(Records from a data source)

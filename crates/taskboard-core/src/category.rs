use serde::Serialize;
use std::fmt;
use thiserror::Error;

/// Labels offered by both the add form and the edit overlay unless configured otherwise.
pub const DEFAULT_CATEGORIES: [&str; 5] = ["Work", "Personal", "Shopping", "Health", "Education"];

/// A single category label.
#[derive(Clone, Debug, Eq, PartialEq, Ord, PartialOrd, Hash, Serialize)]
#[serde(transparent)]
pub struct Category(String);

impl Category {
    /// Borrow the label.
    #[must_use]
    pub fn as_str(&self) -> &str {
        &self.0
    }
}

impl fmt::Display for Category {
    fn fmt(&self, f: &mut fmt::Formatter<'_>) -> fmt::Result {
        f.write_str(&self.0)
    }
}

/// Errors raised while building a [`CategorySet`].
#[derive(Debug, Error, PartialEq, Eq)]
pub enum CategoryError {
    /// No categories were supplied.
    #[error("category set must not be empty")]
    Empty,
    /// A label was empty after trimming.
    #[error("category label must not be blank")]
    Blank,
    /// The same label appeared twice.
    #[error("duplicate category detected: {0}")]
    Duplicate(String),
}

/// Ordered, duplicate-free list of selectable categories.
#[derive(Clone, Debug, PartialEq, Eq)]
pub struct CategorySet {
    values: Vec<Category>,
}

impl Default for CategorySet {
    fn default() -> Self {
        Self {
            values: DEFAULT_CATEGORIES
                .iter()
                .map(|label| Category((*label).to_owned()))
                .collect(),
        }
    }
}

impl CategorySet {
    /// Build a set from raw labels, trimming each one.
    ///
    /// # Errors
    ///
    /// Returns [`CategoryError`] when the list is empty, a label is blank,
    /// or a label repeats.
    pub fn new<I, S>(labels: I) -> Result<Self, CategoryError>
    where
        I: IntoIterator<Item = S>,
        S: AsRef<str>,
    {
        let mut values: Vec<Category> = Vec::new();
        for raw in labels {
            let label = raw.as_ref().trim();
            if label.is_empty() {
                return Err(CategoryError::Blank);
            }
            if values.iter().any(|existing| existing.as_str() == label) {
                return Err(CategoryError::Duplicate(label.to_owned()));
            }
            values.push(Category(label.to_owned()));
        }
        if values.is_empty() {
            return Err(CategoryError::Empty);
        }
        Ok(Self { values })
    }

    /// Whether `label` names a member of the set (exact match).
    #[must_use]
    pub fn contains(&self, label: &str) -> bool {
        self.position(label).is_some()
    }

    /// Index of `label` within the set.
    #[must_use]
    pub fn position(&self, label: &str) -> Option<usize> {
        self.values.iter().position(|value| value.as_str() == label)
    }

    /// Member named `label`.
    #[must_use]
    pub fn find(&self, label: &str) -> Option<&Category> {
        self.values.iter().find(|value| value.as_str() == label)
    }

    /// Category at `index`.
    #[must_use]
    pub fn get(&self, index: usize) -> Option<&Category> {
        self.values.get(index)
    }

    /// Iterate in configured order.
    #[must_use]
    pub fn iter(&self) -> impl Iterator<Item = &Category> + '_ {
        self.values.iter()
    }

    /// Number of categories.
    #[must_use]
    pub fn len(&self) -> usize {
        self.values.len()
    }

    /// Always false for a successfully built set; provided for API symmetry.
    #[must_use]
    pub fn is_empty(&self) -> bool {
        self.values.is_empty()
    }
}

#[cfg(test)]
mod tests {
    use super::*;

    #[test]
    fn default_set_matches_builtin_order() {
        let set = CategorySet::default();
        let labels: Vec<&str> = set.iter().map(Category::as_str).collect();
        assert_eq!(labels, DEFAULT_CATEGORIES);
    }

    #[test]
    fn labels_are_trimmed() {
        let set = match CategorySet::new(["  Errands ", "Garden"]) {
            Ok(set) => set,
            Err(err) => panic!("valid labels: {err}"),
        };
        assert!(set.contains("Errands"));
        assert_eq!(set.position("Garden"), Some(1));
        assert!(!set.contains("  Errands "));
    }

    #[test]
    fn invalid_sets_are_rejected() {
        assert_eq!(CategorySet::new(Vec::<String>::new()), Err(CategoryError::Empty));
        assert_eq!(CategorySet::new(["Work", "  "]), Err(CategoryError::Blank));
        assert_eq!(
            CategorySet::new(["Work", "Work "]),
            Err(CategoryError::Duplicate("Work".into()))
        );
    }
}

▶ Exercise aim
Lines from the top of the entries above to the line that contains "fn fmt(&self, f: &mut" should be set down exactly, please, with both ends kept and nothing added.

▶ Answer box
filename crates/taskboard-core/src/category.rs
use serde::Serialize;
use std::fmt;
use thiserror::Error;

/// Labels offered by both the add form and the edit overlay unless configured otherwise.
pub const DEFAULT_CATEGORIES: [&str; 5] = ["Work", "Personal", "Shopping", "Health", "Education"];

/// A single category label.
#[derive(Clone, Debug, Eq, PartialEq, Ord, PartialOrd, Hash, Serialize)]
#[serde(transparent)]
pub struct Category(String);

impl Category {
    /// Borrow the label.
    #[must_use]
    pub fn as_str(&self) -> &str {
        &self.0
    }
}

impl fmt::Display for Category {
    fn fmt(&self, f: &mut fmt::Formatter<'_>) -> fmt::Result {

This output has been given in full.